Clinical Investigation and Reports

Impact of Time to Treatment on Mortality After Prehospital Fibrinolysis or Primary Angioplasty

Data From the CAPTIM Randomized Clinical Trial

Philippe Gabriel Steg, MD; Eric Bonnefoy, MD; Sylvie Chabaud, MSc; Frédéric Lapostolle, MD; Pierre-Yves Dubien, MD; Pascal Cristofini, MD; Alain Leizorovicz, MD; Paul Touboul, MD, for the Comparison of Angioplasty and Prehospital Thrombolysis In acute Myocardial infarction (CAPTIM) Investigators*

From the Service de Cardiologie (P.G.S.), Hôpital Bichat, Paris, and Service de Cardiologie (E.B., P.T.), Hôpital Cardio-Vasculaire et Pneumologique Louis Pradel, Lyon; Service de Pharmacologie Clinique (S.C., A.L.), Faculte RTH Laennec, Lyon; SAMU 93 (F.L.), Bobigny; SAMU 69 (P.-Y.D.), Lyon; and SAMU 75 (P.C.), Paris, France.

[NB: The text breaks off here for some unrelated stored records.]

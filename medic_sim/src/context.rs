//! Simulation clock implementing DrillClock for deterministic drills.

use async_trait::async_trait;
use medic_env::DrillClock;
use std::sync::{Arc, Mutex};
use std::time::Duration;

/// Virtual clock advanced manually by the harness.
///
/// Clones share the same virtual time.
pub struct SimClock {
    /// Master seed for this simulation
    seed: u64,

    /// Current virtual time (nanoseconds since simulation start)
    virtual_time_ns: Arc<Mutex<u64>>,
}

impl SimClock {
    /// Creates a new SimClock with the given seed.
    pub fn new(seed: u64) -> Self {
        Self {
            seed,
            virtual_time_ns: Arc::new(Mutex::new(0)),
        }
    }

    /// Creates an Arc-wrapped clock for sharing.
    pub fn shared(seed: u64) -> Arc<Self> {
        Arc::new(Self::new(seed))
    }

    /// Advances virtual time by the given duration.
    pub fn advance(&self, duration: Duration) {
        let mut time = self.virtual_time_ns.lock().unwrap_or_else(|e| e.into_inner());
        *time += duration.as_nanos() as u64;
    }

    /// Returns the current virtual time in whole seconds.
    pub fn secs(&self) -> u64 {
        self.now().as_secs()
    }
}

impl Clone for SimClock {
    fn clone(&self) -> Self {
        Self {
            seed: self.seed,
            virtual_time_ns: Arc::clone(&self.virtual_time_ns),
        }
    }
}

#[async_trait]
impl DrillClock for SimClock {
    fn now(&self) -> Duration {
        Duration::from_nanos(*self.virtual_time_ns.lock().unwrap_or_else(|e| e.into_inner()))
    }

    async fn sleep(&self, duration: Duration) {
        // Sleeping advances virtual time and yields once
        self.advance(duration);
        tokio::task::yield_now().await;
    }

    fn seed(&self) -> u64 {
        self.seed
    }
}

#[cfg(test)]
mod tests {
    use super::*;
    use medic_core::{
        CertificationLevel, Choice, DecisionPoint, Difficulty, DrillSession, RunEvent, Scenario, SessionOutcome,
        Trainer, Vital,
    };
    use medic_env::{EnvError, InputEvent, InputSource, TraineeId};
    use std::collections::{BTreeMap, VecDeque};

    #[test]
    fn test_sim_clock_time() {
        let clock = SimClock::new(42);
        assert_eq!(clock.now(), Duration::ZERO);

        clock.advance(Duration::from_secs(1));
        assert_eq!(clock.now(), Duration::from_secs(1));

        clock.advance(Duration::from_millis(500));
        assert_eq!(clock.now(), Duration::from_millis(1500));
        assert_eq!(clock.secs(), 1);
    }

    #[test]
    fn test_sim_clock_clone_shares_time() {
        let clock1 = SimClock::new(42);
        let clock2 = clock1.clone();

        clock1.advance(Duration::from_secs(5));

        assert_eq!(clock1.now(), clock2.now());
        assert_eq!(clock2.seed(), 42);
    }

    #[tokio::test]
    async fn test_sim_clock_sleep_advances() {
        let clock = SimClock::new(1);
        clock.sleep(Duration::from_secs(3)).await;
        assert_eq!(clock.secs(), 3);
    }

    /// Releases each event once virtual time reaches its second.
    struct TimedInput {
        clock: SimClock,
        script: Mutex<VecDeque<(u64, InputEvent)>>,
    }

    #[async_trait]
    impl InputSource for TimedInput {
        async fn next_event(&self) -> Result<Option<InputEvent>, EnvError> {
            loop {
                {
                    let mut script = self.script.lock().unwrap();
                    match script.front() {
                        None => return Ok(None),
                        Some((at, _)) if self.clock.secs() >= *at => {
                            return Ok(script.pop_front().map(|(_, event)| event));
                        }
                        Some(_) => {}
                    }
                }
                tokio::task::yield_now().await;
            }
        }

        fn trainee(&self) -> TraineeId {
            TraineeId::from_seed(7)
        }
    }

    #[tokio::test]
    async fn test_session_ticks_on_virtual_clock() {
        let first = DecisionPoint::new("Airway?", vec![Choice::correct("Open", ""), Choice::wrong("Wait", "")])
            .with_time_limit(5);
        let second = DecisionPoint::new("Transport?", vec![Choice::correct("Go", ""), Choice::wrong("Stay", "")]);
        let scenario = Arc::new(Scenario {
            id: "virtual".to_string(),
            title: "Virtual".to_string(),
            level: CertificationLevel::Basic,
            difficulty: Difficulty::Beginner,
            chief_complaint: "Test".to_string(),
            initial_vitals: BTreeMap::from([(Vital::SpO2, 94)]),
            time_budget_secs: 60,
            decision_points: vec![first, second],
            learning_points: vec![],
            pitfalls: vec![],
        });

        let clock = SimClock::new(3);
        // Clock expires at 5s, lockout ends at 20s, fresh 5s clock until 25s
        let input = Arc::new(TimedInput {
            clock: clock.clone(),
            script: Mutex::new(VecDeque::from([(22, InputEvent::Choose(0)), (23, InputEvent::Choose(0))])),
        });

        let seen = Arc::new(Mutex::new(Vec::new()));
        let log = Arc::clone(&seen);
        let session = DrillSession::new(Arc::new(clock.clone()), input, Trainer::default(), scenario)
            .unwrap()
            .with_observer(move |run| {
                let mut log = log.lock().unwrap();
                if log.last().map(|(event, _, _)| event) != Some(run.last_event()) {
                    log.push((run.last_event().clone(), run.decision_remaining_secs(), run.condition().get(Vital::SpO2)));
                }
            });

        let outcome = session.run_to_end().await;

        let result = match outcome {
            SessionOutcome::Completed(result) => result,
            other => panic!("unexpected outcome {:?}", other),
        };
        assert_eq!(result.errors, 1);
        assert!(result.passed);
        assert!((22..=24).contains(&clock.secs()));

        let seen = seen.lock().unwrap();
        let events: Vec<&RunEvent> = seen.iter().map(|(event, _, _)| event).collect();
        assert_eq!(
            events,
            vec![
                &RunEvent::Started,
                &RunEvent::TimedOut { point: 0 },
                &RunEvent::LockoutEnded { point: 0 },
                &RunEvent::Advanced { from: 0 },
                &RunEvent::Completed { score: 100, passed: true },
            ]
        );
        // Timeout applied the vitals penalty, lockout end restarted the clock
        assert_eq!(seen[1].2, Some(92));
        assert_eq!(seen[2].1, 5);
    }
}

Reprint requests to Philippe Gabriel Steg, Hôpital Bichat, 46 rue Henri Huchard, 75877 Paris Cedex 18, France. E-mail gabriel.steg{at}bch.ap-hop-paris.fr

Received August 1, 2003; revision received September 16, 2003; accepted September 22, 2003.

Background— CAPTIM was a randomized trial comparing prehospital thrombolysis with transfer to an interventional facility (and, if needed, percutaneous intervention) with primary percutaneous coronary intervention (PCI) in patients with ST-segment-elevation myocardial infarction (STEMI). Because the benefit of thrombolysis is maximal during the first 2 hours after symptom onset, and because prehospital thrombolysis can be implemented earlier than PCI, this analysis studied the relationship between the effect of assigned treatment and the time elapsed from symptom onset.

Methods and Results— Randomization within 2 hours (n=460) or >=2 hours (n=374) after symptom onset had no impact on the effect of treatment on the 30-day combined primary end point of death, nonfatal reinfarction, and disabling stroke. However, patients randomized <2 hours after symptom onset had a strong trend toward lower 30-day mortality with prehospital thrombolysis compared with those randomized to primary PCI (2.2% versus 5.7%, P=0.058), whereas mortality was similar in patients randomized >=2 hours (5.9% versus 3.7%, P=0.47). There was a significant interaction between treatment effect and delay with respect to 30-day mortality (hazard ratio 4.19, 95% CI 1.033 to 17.004, P=0.045). Among patients randomized in the first 2 hours, cardiogenic shock was less frequent with lytic therapy than with primary PCI (1.3% versus 5.3%, P=0.032), whereas rates were similar in patients randomized later.

Conclusions— Time from symptom onset should be considered when one selects reperfusion therapy in STEMI. Prehospital thrombolysis may be preferable to primary PCI for patients treated within the first 2 hours after symptom onset.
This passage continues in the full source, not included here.